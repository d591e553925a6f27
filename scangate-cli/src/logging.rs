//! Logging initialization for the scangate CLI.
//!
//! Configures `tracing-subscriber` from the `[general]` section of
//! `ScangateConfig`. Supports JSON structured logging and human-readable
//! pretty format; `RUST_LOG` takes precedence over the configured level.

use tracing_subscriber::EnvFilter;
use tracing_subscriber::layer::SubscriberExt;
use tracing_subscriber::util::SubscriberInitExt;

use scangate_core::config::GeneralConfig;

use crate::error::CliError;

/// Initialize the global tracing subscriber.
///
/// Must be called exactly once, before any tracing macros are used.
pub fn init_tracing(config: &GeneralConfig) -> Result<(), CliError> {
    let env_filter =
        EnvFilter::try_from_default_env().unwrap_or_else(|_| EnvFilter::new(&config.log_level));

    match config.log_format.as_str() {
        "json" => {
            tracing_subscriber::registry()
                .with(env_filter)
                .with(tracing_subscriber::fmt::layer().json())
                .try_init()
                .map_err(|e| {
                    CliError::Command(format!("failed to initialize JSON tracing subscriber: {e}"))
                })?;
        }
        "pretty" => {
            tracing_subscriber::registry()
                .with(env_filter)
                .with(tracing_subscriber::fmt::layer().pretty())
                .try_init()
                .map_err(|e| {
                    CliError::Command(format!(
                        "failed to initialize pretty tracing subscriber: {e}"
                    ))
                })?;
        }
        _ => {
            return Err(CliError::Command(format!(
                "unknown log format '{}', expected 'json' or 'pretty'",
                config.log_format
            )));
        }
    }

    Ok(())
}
•••
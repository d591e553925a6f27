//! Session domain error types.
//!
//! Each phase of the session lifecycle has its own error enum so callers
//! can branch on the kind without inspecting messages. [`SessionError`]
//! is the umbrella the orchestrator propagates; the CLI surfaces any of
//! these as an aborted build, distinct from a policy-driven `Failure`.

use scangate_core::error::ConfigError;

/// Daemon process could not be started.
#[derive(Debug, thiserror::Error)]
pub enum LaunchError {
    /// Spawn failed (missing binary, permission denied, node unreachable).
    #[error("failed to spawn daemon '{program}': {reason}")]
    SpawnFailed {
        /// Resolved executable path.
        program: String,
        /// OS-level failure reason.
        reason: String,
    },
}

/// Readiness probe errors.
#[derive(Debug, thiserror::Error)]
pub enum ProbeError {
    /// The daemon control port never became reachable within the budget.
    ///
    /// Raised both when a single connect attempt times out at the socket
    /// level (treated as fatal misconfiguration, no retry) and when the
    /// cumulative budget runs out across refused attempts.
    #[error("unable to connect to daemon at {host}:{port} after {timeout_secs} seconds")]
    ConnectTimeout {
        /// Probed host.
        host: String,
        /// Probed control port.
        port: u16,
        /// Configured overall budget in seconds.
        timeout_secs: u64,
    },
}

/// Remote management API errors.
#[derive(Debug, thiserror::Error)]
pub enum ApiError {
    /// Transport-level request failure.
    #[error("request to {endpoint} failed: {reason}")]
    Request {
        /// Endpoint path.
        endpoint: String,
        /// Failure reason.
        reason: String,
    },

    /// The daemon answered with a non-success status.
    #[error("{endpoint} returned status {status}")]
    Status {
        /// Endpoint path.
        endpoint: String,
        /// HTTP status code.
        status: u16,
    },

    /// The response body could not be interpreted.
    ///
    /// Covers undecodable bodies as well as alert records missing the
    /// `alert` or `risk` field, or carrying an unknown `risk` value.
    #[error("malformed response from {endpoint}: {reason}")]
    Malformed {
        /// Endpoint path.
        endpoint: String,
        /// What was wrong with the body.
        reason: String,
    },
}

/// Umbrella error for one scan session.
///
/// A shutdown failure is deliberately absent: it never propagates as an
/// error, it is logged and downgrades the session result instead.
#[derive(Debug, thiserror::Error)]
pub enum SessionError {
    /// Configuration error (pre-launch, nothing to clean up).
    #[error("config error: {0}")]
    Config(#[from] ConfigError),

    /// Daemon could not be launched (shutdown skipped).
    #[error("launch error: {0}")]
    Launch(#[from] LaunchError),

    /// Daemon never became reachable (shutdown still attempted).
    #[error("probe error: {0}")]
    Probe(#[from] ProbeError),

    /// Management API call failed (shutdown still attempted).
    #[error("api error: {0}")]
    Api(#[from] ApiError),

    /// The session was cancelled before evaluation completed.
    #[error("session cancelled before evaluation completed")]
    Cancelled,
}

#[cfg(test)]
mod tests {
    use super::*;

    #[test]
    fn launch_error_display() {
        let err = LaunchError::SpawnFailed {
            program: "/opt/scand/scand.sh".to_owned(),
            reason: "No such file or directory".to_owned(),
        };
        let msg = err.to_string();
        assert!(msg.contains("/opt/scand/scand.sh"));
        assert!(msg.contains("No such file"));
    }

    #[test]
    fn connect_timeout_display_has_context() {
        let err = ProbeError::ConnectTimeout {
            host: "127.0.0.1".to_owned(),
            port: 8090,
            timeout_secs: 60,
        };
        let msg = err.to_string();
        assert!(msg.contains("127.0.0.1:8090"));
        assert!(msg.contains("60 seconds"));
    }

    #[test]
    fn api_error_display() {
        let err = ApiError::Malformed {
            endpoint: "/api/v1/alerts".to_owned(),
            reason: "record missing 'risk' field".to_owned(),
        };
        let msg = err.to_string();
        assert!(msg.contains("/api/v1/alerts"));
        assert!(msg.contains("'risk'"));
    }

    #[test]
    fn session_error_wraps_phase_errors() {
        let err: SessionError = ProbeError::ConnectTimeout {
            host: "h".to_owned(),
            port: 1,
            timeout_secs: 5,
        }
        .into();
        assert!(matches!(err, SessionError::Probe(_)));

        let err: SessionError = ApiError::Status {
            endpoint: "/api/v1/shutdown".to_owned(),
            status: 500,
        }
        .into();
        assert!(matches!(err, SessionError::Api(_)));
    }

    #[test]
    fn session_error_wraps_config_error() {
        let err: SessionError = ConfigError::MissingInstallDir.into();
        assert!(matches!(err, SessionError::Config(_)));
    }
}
•••
_PROBLEM_
Report the number of lines in the listing that hold the string "such", and nothing else.

_YOUR SOLUTION_
2